> What to do:
Find all lines in the records that include the word "ArmProvider", and copy them out.

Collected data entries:

——

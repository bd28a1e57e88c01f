use std::path::PathBuf;
use std::sync::Arc;

use anyhow::{bail, Context, Result};
use azd_azure::{default_credential, ArmClient, DevCenterRestClient};
use azd_config::{find_project_dir, load_project, load_user_config, user_config_dir, ProjectConfig};
use azd_devcenter::{DevCenterManager, DevCenterProvider, PLATFORM_KIND};
use azd_domain::{ConfigTree, DestroyOptions, ProviderKind};
use azd_provisioning::{
    AccountPrompter, ArmProvider, Console, ConsoleOptions, Manager,
    ProviderContext, ProviderRegistry, TerraformProvider, TestProvider,
};
use azd_store::{Environment, EnvironmentStore, LocalFileStore};
use tracing::debug;

use crate::cli::GlobalArgs;
use crate::console::TerminalConsole;
use crate::output;
use crate::BuildInfo;

const NEW_ENVIRONMENT_PROMPT: &str = "Enter a new environment name:";

// ── Provision ─────────────────────────────────────────────────────────────────

pub async fn provision(global: &GlobalArgs, build: &BuildInfo, preview_only: bool) -> Result<()> {
    if preview_only {
        return preview(global, build).await;
    }

    let session = Session::open(global, build).await?;
    session.manager.provision().await?;
    Ok(())
}

// ── Preview ───────────────────────────────────────────────────────────────────

pub async fn preview(global: &GlobalArgs, build: &BuildInfo) -> Result<()> {
    let session = Session::open(global, build).await?;
    let result = session.manager.preview().await?;
    print!("{}", output::render_preview(&result.preview));
    Ok(())
}

// ── Down ──────────────────────────────────────────────────────────────────────

pub async fn down(global: &GlobalArgs, build: &BuildInfo, force: bool, purge: bool) -> Result<()> {
    let session = Session::open(global, build).await?;
    session
        .manager
        .destroy(DestroyOptions::new(force, purge))
        .await
        .context("deleting Azure resources")?;
    Ok(())
}

// ── Show ──────────────────────────────────────────────────────────────────────

pub async fn show(global: &GlobalArgs, build: &BuildInfo) -> Result<()> {
    let session = Session::open(global, build).await?;
    let state = session.manager.state().await?.state;
    session.manager.update_environment(&state.outputs).await?;

    println!("Environment: {}", session.context.env_name().await);
    print!("{}", output::render_outputs(&state.outputs));
    Ok(())
}

// ── Env ───────────────────────────────────────────────────────────────────────

pub async fn env_list(global: &GlobalArgs) -> Result<()> {
    let (_, store) = open_store(global)?;
    let mut names = store.list().await.context("listing environments")?;
    names.sort();
    let default = store.default_environment().await?;
    print!("{}", output::render_env_list(&names, default.as_deref()));
    Ok(())
}

pub async fn env_new(global: &GlobalArgs, name: &str) -> Result<()> {
    let (_, store) = open_store(global)?;
    store
        .create(name)
        .await
        .with_context(|| format!("creating environment '{name}'"))?;
    store.set_default(name).await?;
    println!("New environment '{name}' created and set as default");
    Ok(())
}

pub async fn env_select(global: &GlobalArgs, name: &str) -> Result<()> {
    let (_, store) = open_store(global)?;
    if store.get(name).await?.is_none() {
        bail!("environment '{name}' does not exist");
    }
    store.set_default(name).await?;
    Ok(())
}

pub async fn env_get_values(global: &GlobalArgs) -> Result<()> {
    let (_, store) = open_store(global)?;
    let console = TerminalConsole::new(global.no_prompt);
    let env = select_environment(global, &store, &console).await?;
    print!("{}", output::render_env_values(env.values()));
    Ok(())
}

pub async fn env_set(global: &GlobalArgs, key: &str, value: &str) -> Result<()> {
    let (_, store) = open_store(global)?;
    let console = TerminalConsole::new(global.no_prompt);
    let mut env = select_environment(global, &store, &console).await?;
    env.dotenv_set(key, value);
    store.save(&env).await.context("saving environment")?;
    Ok(())
}

// ── Helpers ───────────────────────────────────────────────────────────────────

/// Everything one provisioning command needs, with the provider initialized.
struct Session {
    context: ProviderContext,
    manager: Manager,
}

impl Session {
    async fn open(global: &GlobalArgs, build: &BuildInfo) -> Result<Self> {
        let (project, store) = open_store(global)?;
        let console = Arc::new(TerminalConsole::new(global.no_prompt));
        let env = select_environment(global, &store, console.as_ref()).await?;
        debug!(environment = env.name(), project = %project.name, "opened environment");

        let user_config = match user_config_dir() {
            Some(dir) => load_user_config(&dir).context("loading user config")?,
            None => ConfigTree::new(),
        };

        let tenant_id = Some(env.tenant_id()).filter(|t| !t.is_empty());
        let credential = default_credential(tenant_id);
        let arm = Arc::new(ArmClient::new(credential.clone(), build.user_agent()));
        let devcenter = Arc::new(DevCenterManager::new(
            Arc::new(DevCenterRestClient::new(credential, build.user_agent())),
            arm.clone(),
        ));

        let console: Arc<dyn Console> = console;
        let context = ProviderContext::new(
            env.into_shared(),
            Arc::new(store),
            console.clone(),
            Arc::new(AccountPrompter::new(console, arm.clone())),
        );

        let mut options = project.infra.clone();
        let platform_config = match &project.platform {
            Some(platform) if platform.kind.eq_ignore_ascii_case(PLATFORM_KIND) => {
                options.provider = Some(ProviderKind::DevCenter);
                platform.config.clone()
            }
            _ => ConfigTree::new(),
        };

        let mut registry = ProviderRegistry::new();
        for arm_kind in [ProviderKind::Bicep, ProviderKind::Arm] {
            let (ctx, arm) = (context.clone(), arm.clone());
            registry.register(arm_kind, move || {
                Box::new(ArmProvider::new(arm_kind, ctx.clone(), arm.clone(), arm.clone()))
            });
        }
        let ctx = context.clone();
        registry.register(ProviderKind::Terraform, move || Box::new(TerraformProvider::new(ctx.clone())));
        let ctx = context.clone();
        registry.register(ProviderKind::Test, move || Box::new(TestProvider::new(ctx.clone())));
        let ctx = context.clone();
        registry.register(ProviderKind::DevCenter, move || {
            Box::new(DevCenterProvider::new(
                ctx.clone(),
                devcenter.clone(),
                platform_config.clone(),
                user_config.clone(),
            ))
        });

        let mut manager = Manager::new(Arc::new(registry), context.clone(), arm, &project.path, options);
        manager.initialize().await?;
        Ok(Self { context, manager })
    }
}

fn open_store(global: &GlobalArgs) -> Result<(ProjectConfig, LocalFileStore)> {
    let start = match &global.cwd {
        Some(dir) => dir.clone(),
        None => std::env::current_dir().context("reading current directory")?,
    };
    let dir: PathBuf = find_project_dir(&start)?;
    let project = load_project(&dir).with_context(|| format!("loading project in {}", dir.display()))?;
    let store = LocalFileStore::for_project(&project.path);
    Ok((project, store))
}

/// The environment named by `-e`/`AZURE_ENV_NAME`, else the default one.
/// A named environment that does not exist yet is created; with no name and
/// no default the user is asked for one.
async fn select_environment(global: &GlobalArgs, store: &LocalFileStore, console: &dyn Console) -> Result<Environment> {
    let default = store.default_environment().await?;
    let name = match (&global.environment, &default) {
        (Some(name), _) => name.clone(),
        (None, Some(name)) => name.clone(),
        (None, None) => console
            .prompt(ConsoleOptions::new(NEW_ENVIRONMENT_PROMPT).with_help(
                "A unique name for the environment, used to name its Azure resources",
            ))
            .await
            .context("no environment selected; run 'azd env new <name>' or pass --environment")?,
    };

    let env = match store.get(&name).await? {
        Some(env) => env,
        None => {
            let env = store
                .create(&name)
                .await
                .with_context(|| format!("creating environment '{name}'"))?;
            console.message(&format!("New environment '{name}' created"));
            env
        }
    };
    if default.is_none() {
        store.set_default(&name).await?;
    }
    Ok(env)
}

——

> Answer to this exercise:
    AccountPrompter, ArmProvider, Console, ConsoleOptions, Manager,
                Box::new(ArmProvider::new(arm_kind, ctx.clone(), arm.clone(), arm.clone()))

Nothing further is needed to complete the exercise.